● **TASK OBJECTIVE**
Starting with the first line below, reproduce each line exactly until you have included the one bearing "#[serde(default)]".

Stored data:
········

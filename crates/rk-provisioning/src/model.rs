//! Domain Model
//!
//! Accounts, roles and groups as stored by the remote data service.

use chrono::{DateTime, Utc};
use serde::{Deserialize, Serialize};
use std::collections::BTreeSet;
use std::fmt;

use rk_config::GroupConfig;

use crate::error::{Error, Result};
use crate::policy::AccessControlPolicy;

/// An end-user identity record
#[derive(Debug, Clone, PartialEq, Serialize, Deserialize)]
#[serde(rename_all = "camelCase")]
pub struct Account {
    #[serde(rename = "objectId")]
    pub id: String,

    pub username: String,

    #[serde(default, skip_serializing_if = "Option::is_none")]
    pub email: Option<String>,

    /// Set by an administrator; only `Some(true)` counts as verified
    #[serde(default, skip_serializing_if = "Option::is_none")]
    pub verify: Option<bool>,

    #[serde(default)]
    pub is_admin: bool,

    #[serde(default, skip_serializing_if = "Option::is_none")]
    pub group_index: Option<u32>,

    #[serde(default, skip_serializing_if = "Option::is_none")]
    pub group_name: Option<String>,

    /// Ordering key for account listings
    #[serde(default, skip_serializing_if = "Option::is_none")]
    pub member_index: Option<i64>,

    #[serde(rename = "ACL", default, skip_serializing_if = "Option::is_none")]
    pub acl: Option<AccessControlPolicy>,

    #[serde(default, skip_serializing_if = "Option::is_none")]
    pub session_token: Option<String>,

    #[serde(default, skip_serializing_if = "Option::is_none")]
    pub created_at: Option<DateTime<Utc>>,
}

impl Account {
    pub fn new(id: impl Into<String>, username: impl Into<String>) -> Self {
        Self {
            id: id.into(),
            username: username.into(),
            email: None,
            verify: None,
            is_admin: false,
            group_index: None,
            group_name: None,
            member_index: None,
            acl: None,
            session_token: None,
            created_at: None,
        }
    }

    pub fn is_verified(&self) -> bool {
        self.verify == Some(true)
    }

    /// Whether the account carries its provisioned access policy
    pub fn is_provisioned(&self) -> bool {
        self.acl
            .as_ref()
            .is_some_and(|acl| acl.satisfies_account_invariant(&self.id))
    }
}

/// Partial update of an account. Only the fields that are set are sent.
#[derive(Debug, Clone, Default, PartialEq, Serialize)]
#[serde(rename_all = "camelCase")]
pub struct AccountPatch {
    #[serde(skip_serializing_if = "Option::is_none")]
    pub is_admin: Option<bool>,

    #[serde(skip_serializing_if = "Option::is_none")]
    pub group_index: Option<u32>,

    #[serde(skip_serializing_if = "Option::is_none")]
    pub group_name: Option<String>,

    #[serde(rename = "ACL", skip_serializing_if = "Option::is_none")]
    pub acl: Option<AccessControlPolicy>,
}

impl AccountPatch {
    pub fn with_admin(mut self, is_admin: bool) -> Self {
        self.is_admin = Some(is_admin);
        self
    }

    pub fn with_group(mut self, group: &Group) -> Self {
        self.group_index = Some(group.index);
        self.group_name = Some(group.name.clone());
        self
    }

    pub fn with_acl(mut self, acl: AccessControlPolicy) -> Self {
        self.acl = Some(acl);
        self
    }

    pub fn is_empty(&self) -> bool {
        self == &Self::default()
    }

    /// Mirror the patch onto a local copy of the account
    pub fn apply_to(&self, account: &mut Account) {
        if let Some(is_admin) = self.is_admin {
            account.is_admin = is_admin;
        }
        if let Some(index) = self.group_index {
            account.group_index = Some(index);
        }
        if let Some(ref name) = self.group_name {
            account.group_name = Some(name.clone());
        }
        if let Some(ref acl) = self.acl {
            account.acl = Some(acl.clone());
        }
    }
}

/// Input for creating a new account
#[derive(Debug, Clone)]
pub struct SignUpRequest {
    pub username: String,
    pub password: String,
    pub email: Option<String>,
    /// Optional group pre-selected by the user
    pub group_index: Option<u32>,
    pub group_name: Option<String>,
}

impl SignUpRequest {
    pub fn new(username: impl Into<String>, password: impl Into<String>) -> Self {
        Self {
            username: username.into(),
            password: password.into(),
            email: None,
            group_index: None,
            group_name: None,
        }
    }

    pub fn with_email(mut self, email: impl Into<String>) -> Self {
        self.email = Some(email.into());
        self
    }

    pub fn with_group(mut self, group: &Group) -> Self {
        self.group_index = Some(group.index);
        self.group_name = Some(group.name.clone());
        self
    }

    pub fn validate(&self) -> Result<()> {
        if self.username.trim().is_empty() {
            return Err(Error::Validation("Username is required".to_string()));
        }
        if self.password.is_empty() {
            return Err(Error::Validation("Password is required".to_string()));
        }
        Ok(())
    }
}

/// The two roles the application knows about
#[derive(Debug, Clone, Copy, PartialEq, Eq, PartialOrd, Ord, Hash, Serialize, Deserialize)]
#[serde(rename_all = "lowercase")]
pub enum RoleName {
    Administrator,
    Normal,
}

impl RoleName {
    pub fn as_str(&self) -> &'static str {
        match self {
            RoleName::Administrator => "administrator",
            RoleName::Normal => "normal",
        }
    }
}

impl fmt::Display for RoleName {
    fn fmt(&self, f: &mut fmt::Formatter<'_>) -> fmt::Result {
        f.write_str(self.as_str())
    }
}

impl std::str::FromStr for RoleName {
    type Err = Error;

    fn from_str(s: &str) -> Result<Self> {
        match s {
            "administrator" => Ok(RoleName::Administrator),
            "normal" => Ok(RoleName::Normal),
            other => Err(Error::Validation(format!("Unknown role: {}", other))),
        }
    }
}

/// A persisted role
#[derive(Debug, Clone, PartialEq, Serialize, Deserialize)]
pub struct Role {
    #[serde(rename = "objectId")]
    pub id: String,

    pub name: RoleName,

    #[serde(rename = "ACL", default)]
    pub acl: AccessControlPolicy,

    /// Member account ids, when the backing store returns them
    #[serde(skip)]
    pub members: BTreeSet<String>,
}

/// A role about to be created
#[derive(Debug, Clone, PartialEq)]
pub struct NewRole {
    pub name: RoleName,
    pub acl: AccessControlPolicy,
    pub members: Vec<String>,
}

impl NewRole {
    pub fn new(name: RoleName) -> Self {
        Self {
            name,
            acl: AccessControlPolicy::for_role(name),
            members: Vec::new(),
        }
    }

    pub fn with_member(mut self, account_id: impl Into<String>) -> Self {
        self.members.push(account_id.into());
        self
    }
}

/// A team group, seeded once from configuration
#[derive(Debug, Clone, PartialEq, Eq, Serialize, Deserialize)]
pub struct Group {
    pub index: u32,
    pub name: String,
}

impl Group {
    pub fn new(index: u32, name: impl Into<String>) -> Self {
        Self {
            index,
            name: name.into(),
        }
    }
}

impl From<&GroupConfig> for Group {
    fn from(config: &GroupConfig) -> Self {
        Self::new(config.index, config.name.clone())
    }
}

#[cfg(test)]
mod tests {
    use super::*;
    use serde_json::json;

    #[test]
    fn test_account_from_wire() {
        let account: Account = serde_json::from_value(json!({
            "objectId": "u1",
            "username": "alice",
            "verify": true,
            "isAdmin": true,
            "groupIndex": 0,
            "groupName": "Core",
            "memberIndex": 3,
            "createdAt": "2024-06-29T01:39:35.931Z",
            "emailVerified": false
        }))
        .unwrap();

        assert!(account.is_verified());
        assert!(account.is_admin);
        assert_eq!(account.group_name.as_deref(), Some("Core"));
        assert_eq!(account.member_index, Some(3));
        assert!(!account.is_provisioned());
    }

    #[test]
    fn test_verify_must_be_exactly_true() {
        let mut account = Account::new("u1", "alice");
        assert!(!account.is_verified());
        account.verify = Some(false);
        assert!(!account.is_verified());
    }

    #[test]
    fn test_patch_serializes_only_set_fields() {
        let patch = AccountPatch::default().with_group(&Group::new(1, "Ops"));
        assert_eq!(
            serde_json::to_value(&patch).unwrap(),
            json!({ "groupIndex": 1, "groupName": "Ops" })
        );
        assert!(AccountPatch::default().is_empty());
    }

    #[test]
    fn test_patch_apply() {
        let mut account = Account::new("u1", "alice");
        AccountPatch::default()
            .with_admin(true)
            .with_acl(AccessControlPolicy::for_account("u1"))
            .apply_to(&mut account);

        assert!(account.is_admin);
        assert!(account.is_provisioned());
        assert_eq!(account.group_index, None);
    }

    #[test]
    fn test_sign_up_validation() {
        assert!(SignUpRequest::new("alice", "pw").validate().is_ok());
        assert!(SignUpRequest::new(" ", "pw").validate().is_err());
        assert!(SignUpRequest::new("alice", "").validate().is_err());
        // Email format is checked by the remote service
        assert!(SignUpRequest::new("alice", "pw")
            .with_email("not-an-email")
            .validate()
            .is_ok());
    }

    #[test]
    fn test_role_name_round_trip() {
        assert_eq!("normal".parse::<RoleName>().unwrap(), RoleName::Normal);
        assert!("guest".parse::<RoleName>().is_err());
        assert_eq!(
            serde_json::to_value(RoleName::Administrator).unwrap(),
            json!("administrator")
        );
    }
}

········

● **SOLUTION TO THIS EXERCISE**
filename crates/rk-provisioning/src/model.rs
//! Domain Model
//!
//! Accounts, roles and groups as stored by the remote data service.

use chrono::{DateTime, Utc};
use serde::{Deserialize, Serialize};
use std::collections::BTreeSet;
use std::fmt;

use rk_config::GroupConfig;

use crate::error::{Error, Result};
use crate::policy::AccessControlPolicy;

/// An end-user identity record
#[derive(Debug, Clone, PartialEq, Serialize, Deserialize)]
#[serde(rename_all = "camelCase")]
pub struct Account {
    #[serde(rename = "objectId")]
    pub id: String,

    pub username: String,

    #[serde(default, skip_serializing_if = "Option::is_none")]
    pub email: Option<String>,

    /// Set by an administrator; only `Some(true)` counts as verified
    #[serde(default, skip_serializing_if = "Option::is_none")]
    pub verify: Option<bool>,

    #[serde(default)]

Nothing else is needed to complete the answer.